大蔵大臣時代の渋沢敬三

これまでに何回か宮本常一のことについて書いたことがあるが(id:yagian:20040829#p2, id:yagian:20040923#p2)、宮本常一とその師である渋沢敬三のことはいつも気になっている。昨日の日記(id:yagian:20050625)に、aonami24さんに宮本常一との思い出に関するコメントをつけていただいたことに刺激されたこともあり、渋沢敬三のことについて書こうと思う。
最近、政治学者の御厨貴がすすめている公人への聞き書、オーラルヒストリーのプロジェクトの成果をまとめた本を何冊か読んでいる。その中の一冊、中村隆英、御厨貴編「聞き書宮澤喜一回顧録」(岩波書店 ISBN:4000022091)に、終戦直後、渋沢敬三大蔵大臣になったとき、秘書官を務めていた宮澤喜一から見た印象が書かれている。その部分を引用したい。

宮澤 ……渋沢さんは日銀の総裁をしていらっしゃいましたが、ついていって、総裁が挨拶をされるのを聞いていましたが、「自分はこんなことをやるとも思わなくて、「とにかく渋沢というのは人は好いが仕事はあまりできない」みたいなことを世間でいわれるが、人が悪いよりはまあいいでしょう」という挨拶をなさっていました。
 渋沢さんは三田に大きな家をもっておられました。……そこで常民文化みたいなものを研究しながらやっていらしたんですが、世の中のふつうの仕事に対しては、どこか超然としておられるような方でした。お座敷で、船頭小唄の「おれは川原の枯れススキ」など小唄ぶりもおやりになって、それは大変なものでした。
 当時の渋沢さんには、しっかりやれというので応援団がお付きになって、大内兵衛さんなんかが応援団になられて、いろいろやられました。

……

宮澤 ……
 渋沢さんという方は、世が世ならまったく貴族ですね。ですが、三田の家はこれは後日物語になりますけれど、結局渋沢さんは自分が大蔵大臣であって、財産税をするのだから、自分は召使いか何かがいた小さな小屋に入られて、表向きの建物は全部物納されるという決心をなさって、物納をなさってんです。その後、昭和二十四、五年頃、建物がないときに、役人の三田の会議の場所としてずいぶんいろいろなことに使われました。

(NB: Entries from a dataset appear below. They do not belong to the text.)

//! Shared fixtures for pr-blocker tests

#![allow(dead_code)]

mod mock_provider;
mod stores;

pub use mock_provider::{
    IssueCall, MergeCall, MockGitProvider, MockProviderFactory, SetStatusCall,
};
pub use stores::{MemoryConfigStore, MemoryJobStore};

use pr_blocker::Blocker;
use pr_blocker::blocker::PoolKey;
use pr_blocker::config::{
    BlockerSettings, GitConfig, GitToken, JobSpec, JobsConfig, MergeConfig, MergeQuery,
    ProviderKind, RepoConfig,
};
use pr_blocker::types::{CommitStatus, CommitStatusState, GitRef, PrState, PullRequest, User};
use std::sync::Arc;

pub const REPOSITORY: &str = "tmax-cloud/cicd-test";
pub const POOL_KEY: &str = "api.github.com/tmax-cloud/cicd-test";
pub const HEAD_SHA: &str = "1896d4e0deaed7cda867f42935934ee13e370012";
pub const BASE_SHA: &str = "22ccae53032027186ba739dfaa473ee61a82b298";
pub const NEW_BASE_SHA: &str = "32cd89e8d07e37ab26d8c735090ae763884283db";
pub const CHECK: &str = "test-1";

/// Repository configuration requiring `approved` + `lgtm` and check `test-1`
pub fn repo_config() -> RepoConfig {
    RepoConfig {
        namespace: "default".to_string(),
        name: "cicd-test".to_string(),
        git: GitConfig {
            kind: ProviderKind::Github,
            api_url: None,
            repository: REPOSITORY.to_string(),
            token: Some(GitToken {
                value: Some("dummy".to_string()),
                env: None,
            }),
        },
        merge: Some(MergeConfig {
            method: None,
            commit_template: None,
            query: MergeQuery {
                labels: vec!["lgtm".to_string()],
                checks: vec![CHECK.to_string()],
                approve_required: true,
                ..MergeQuery::default()
            },
        }),
        jobs: JobsConfig {
            pre_submit: vec![JobSpec {
                name: CHECK.to_string(),
                when: None,
            }],
        },
    }
}

/// Settings with no merge delay
pub fn test_settings() -> BlockerSettings {
    BlockerSettings {
        merge_delay_ms: 0,
        jitter_secs: 0,
        ..BlockerSettings::default()
    }
}

pub fn pool_key() -> PoolKey {
    PoolKey::from(POOL_KEY)
}

/// Open PR `id` into master with the given labels
pub fn make_pr(id: u64, labels: &[&str]) -> PullRequest {
    PullRequest {
        id,
        title: format!("Change #{id}"),
        state: PrState::Open,
        author: User {
            id: 1,
            name: "cqbqdd11519".to_string(),
            email: "cqbqdd11519@example.com".to_string(),
        },
        url: format!("https://github.com/{REPOSITORY}/pull/{id}"),
        base: GitRef {
            reference: "master".to_string(),
            sha: BASE_SHA.to_string(),
        },
        head: GitRef {
            reference: format!("feat-{id}"),
            sha: head_sha(id),
        },
        labels: labels.iter().map(ToString::to_string).collect(),
        mergeable: true,
    }
}

/// Distinct head sha per PR; PR 25 uses [`HEAD_SHA`]
pub fn head_sha(id: u64) -> String {
    if id == 25 {
        HEAD_SHA.to_string()
    } else {
        format!("{id:0>40}")
    }
}

/// Successful `test-1` status run against `base`
pub fn job_status(base: &str) -> CommitStatus {
    CommitStatus {
        context: CHECK.to_string(),
        state: CommitStatusState::Success,
        description: format!("Job is successful    BaseSHA:{base}"),
        target_url: String::new(),
    }
}

/// Engine wired to in-memory collaborators
pub struct Harness {
    pub blocker: Arc<Blocker>,
    pub provider: Arc<MockGitProvider>,
    pub factory: Arc<MockProviderFactory>,
    pub configs: Arc<MemoryConfigStore>,
    pub jobs: Arc<MemoryJobStore>,
}

impl Harness {
    pub fn new() -> Self {
        Self::with_settings(test_settings())
    }

    pub fn with_settings(settings: BlockerSettings) -> Self {
        Self::with_config(settings, repo_config())
    }

    pub fn with_config(settings: BlockerSettings, config: RepoConfig) -> Self {
        let provider = Arc::new(MockGitProvider::new());
        provider.set_branch("master", BASE_SHA);
        let factory = Arc::new(MockProviderFactory::new(Arc::clone(&provider)));
        let configs = Arc::new(MemoryConfigStore::new(vec![config]));
        let jobs = Arc::new(MemoryJobStore::new());
        let blocker = Arc::new(Blocker::new(
            settings,
            Arc::clone(&configs) as _,
            Arc::clone(&jobs) as _,
            Arc::clone(&factory) as _,
        ));
        Self {
            blocker,
            provider,
            factory,
            configs,
            jobs,
        }
    }

    /// Open PR `id` that satisfies every condition, tested against `base`
    pub fn add_ready_pr(&self, id: u64, base: &str) {
        let pr = make_pr(id, &["approved", "lgtm"]);
        self.provider.set_status(&pr.head.sha, job_status(base));
        self.provider.upsert_pr(pr);
    }

    /// Pool sync followed by status sync
    pub async fn sync(&self) {
        self.blocker.sync_pools().await.unwrap();
        self.blocker.sync_statuses().await;
    }

    /// Merge pool buckets of the default pool: (success, pending)
    pub async fn buckets(&self) -> (Vec<u64>, Vec<u64>) {
        use pr_blocker::types::CheckStatus;
        let pool = self.blocker.pool(&pool_key()).await.expect("pool exists");
        let state = pool.lock().await;
        (
            state.merge_pool().bucket(CheckStatus::Success),
            state.merge_pool().bucket(CheckStatus::Pending),
        )
    }

    /// Ids in the current batch, if any
    pub async fn batch(&self) -> Option<Vec<u64>> {
        let pool = self.blocker.pool(&pool_key()).await.expect("pool exists");
        let state = pool.lock().await;
        state.current_batch().map(pr_blocker::blocker::Batch::ids)
    }

    /// Whether the current batch has a job reference
    pub async fn batch_has_job(&self) -> bool {
        let pool = self.blocker.pool(&pool_key()).await.expect("pool exists");
        let state = pool.lock().await;
        state.current_batch().is_some_and(|b| b.job.is_some())
    }
}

旧渋沢邸の跡地は、現在では三田共用会議所と呼ばれる立派な会議用の建物が建っている。一度、何かの会議を傍聴するために入ったことがある。
森鴎外には、文学者や家族の証言は多いけれど、軍人からの証言は限られている。渋沢敬三も同じように、民俗学界からの証言は読んだことがあったけれど、政財界からの証言はあまり読んだことがなかった。その意味で、この宮澤喜一の証言は、なかなか貴重だと思う。
森鴎外にも同じようなところがあるが、渋沢敬三も自分の立場になじめない感覚があったようだ。それは、自分の立場は自分で獲得したものではなく、与えられたものであることに関わりがあるのだろう。そのため「世の中のふつうの仕事に対しては、どこか超然としておられる」ということになってしまうのだろうし、自分の財産にも執着がなく財産税で物納してしまう。
しかし、皮肉なことには、渋沢敬三がのめり込んでいた民俗学の側からも、渋沢敬三に対して大きな恩義は感じつつも、本格的な民俗学者というより、お金持ちの素人学者、パトロンというイメージはあっただろう。宮本常一の回想などを読むと、渋沢敬三自身も、専門の学者に対して一歩引き、あくまでもプロデューサーとしての役割を中心に取り組んでいたようである。
私には、森鴎外渋沢敬三のような、自分のなかに収まりがつかないものを抱えながら苦闘している、という人々に強く共感するところがある。
森鴎外にせよ、渋沢敬三にせよ、二股をかけた両方の仕事は、一見どちらも成功しているようでありながら、どうしても中途半端に見える。最近、森鴎外は、軍医として出世はしたものの、あまりたいした業績はあげていないという評価が固まりつつあるようだ。そして、渋沢敬三も、政財界、民俗学界の双方で、尊敬されつつも、「渋沢さんだから」という一種特別枠で扱われている。宮澤喜一は、政財界からみた中途半端さを「超然としている」と表現しているのだろう。そして、家族には彼の生き方が理解されず、財産を物納したこともきっかけとなって、家庭は崩壊している。
森鴎外渋沢敬三のそういったやりきれなさを知れば知るほど、私の鴎外や渋沢敬三への共感は、逆に深まるばかりである。